= Task item =
Would you please copy each line below that includes the string "content"?

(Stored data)
"""

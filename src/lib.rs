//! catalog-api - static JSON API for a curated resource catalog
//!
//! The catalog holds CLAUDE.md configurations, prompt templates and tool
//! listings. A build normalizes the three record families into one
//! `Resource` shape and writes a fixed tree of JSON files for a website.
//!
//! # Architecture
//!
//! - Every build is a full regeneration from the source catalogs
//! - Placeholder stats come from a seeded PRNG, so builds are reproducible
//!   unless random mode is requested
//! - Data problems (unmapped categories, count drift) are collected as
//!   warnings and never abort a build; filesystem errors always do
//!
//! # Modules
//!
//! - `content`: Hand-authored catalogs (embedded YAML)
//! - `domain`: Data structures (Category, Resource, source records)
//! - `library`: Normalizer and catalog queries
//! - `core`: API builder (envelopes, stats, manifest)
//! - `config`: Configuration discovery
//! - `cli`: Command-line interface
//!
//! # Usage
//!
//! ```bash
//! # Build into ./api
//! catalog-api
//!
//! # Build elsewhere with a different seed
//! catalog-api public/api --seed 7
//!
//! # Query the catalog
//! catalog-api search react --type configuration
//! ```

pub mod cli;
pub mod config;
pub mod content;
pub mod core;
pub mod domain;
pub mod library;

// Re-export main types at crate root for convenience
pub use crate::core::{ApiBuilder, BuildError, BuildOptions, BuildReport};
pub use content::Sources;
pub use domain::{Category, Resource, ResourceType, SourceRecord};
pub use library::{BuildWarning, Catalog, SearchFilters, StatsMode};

"""
"""

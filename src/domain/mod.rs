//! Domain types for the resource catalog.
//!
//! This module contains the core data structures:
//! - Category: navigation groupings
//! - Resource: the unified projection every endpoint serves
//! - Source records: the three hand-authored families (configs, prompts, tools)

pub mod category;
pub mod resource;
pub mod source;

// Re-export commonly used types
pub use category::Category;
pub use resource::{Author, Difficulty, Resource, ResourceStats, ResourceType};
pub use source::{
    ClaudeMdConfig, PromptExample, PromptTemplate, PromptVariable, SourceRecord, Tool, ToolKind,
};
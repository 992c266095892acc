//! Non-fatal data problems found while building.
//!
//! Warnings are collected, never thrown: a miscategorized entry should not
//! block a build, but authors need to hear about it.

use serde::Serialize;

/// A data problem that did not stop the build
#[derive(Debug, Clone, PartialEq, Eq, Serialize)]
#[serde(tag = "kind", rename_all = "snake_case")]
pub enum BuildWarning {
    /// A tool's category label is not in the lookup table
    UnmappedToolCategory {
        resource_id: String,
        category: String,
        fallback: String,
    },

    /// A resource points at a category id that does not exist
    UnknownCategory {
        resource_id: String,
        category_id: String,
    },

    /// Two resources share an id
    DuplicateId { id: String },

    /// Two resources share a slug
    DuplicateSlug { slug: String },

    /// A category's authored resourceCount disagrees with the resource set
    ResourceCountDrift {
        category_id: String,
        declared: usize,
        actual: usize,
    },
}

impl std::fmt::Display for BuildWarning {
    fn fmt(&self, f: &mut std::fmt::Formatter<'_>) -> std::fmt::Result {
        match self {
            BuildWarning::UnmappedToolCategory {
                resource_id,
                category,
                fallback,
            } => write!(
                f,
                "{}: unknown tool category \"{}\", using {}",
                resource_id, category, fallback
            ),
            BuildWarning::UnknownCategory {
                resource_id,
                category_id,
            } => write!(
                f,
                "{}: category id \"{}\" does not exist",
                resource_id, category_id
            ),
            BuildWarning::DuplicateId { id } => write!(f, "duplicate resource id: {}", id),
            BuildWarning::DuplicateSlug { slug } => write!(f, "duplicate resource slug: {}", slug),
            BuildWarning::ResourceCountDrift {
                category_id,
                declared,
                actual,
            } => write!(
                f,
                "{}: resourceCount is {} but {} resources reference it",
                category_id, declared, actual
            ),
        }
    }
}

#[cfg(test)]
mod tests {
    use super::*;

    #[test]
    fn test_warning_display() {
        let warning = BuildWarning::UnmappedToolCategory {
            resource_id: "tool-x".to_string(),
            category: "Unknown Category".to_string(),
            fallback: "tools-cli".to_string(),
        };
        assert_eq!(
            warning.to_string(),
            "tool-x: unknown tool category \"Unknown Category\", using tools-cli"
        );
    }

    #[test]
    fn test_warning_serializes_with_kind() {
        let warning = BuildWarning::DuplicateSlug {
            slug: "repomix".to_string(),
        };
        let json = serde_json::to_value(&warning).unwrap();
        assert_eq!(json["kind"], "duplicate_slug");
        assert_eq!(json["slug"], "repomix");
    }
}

"""
"""

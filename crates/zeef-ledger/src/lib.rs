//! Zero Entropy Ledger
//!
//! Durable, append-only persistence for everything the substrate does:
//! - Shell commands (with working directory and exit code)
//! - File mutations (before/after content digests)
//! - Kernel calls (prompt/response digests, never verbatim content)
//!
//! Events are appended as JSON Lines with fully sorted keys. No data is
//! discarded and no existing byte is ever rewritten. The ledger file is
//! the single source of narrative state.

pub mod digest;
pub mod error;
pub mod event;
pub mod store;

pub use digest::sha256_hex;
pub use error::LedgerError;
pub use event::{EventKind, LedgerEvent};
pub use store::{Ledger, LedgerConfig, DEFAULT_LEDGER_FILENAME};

"""

= Worked solution =
//! - `content`: Hand-authored catalogs (embedded YAML)
pub mod content;
pub use content::Sources;
//! - File mutations (before/after content digests)
//! - Kernel calls (prompt/response digests, never verbatim content)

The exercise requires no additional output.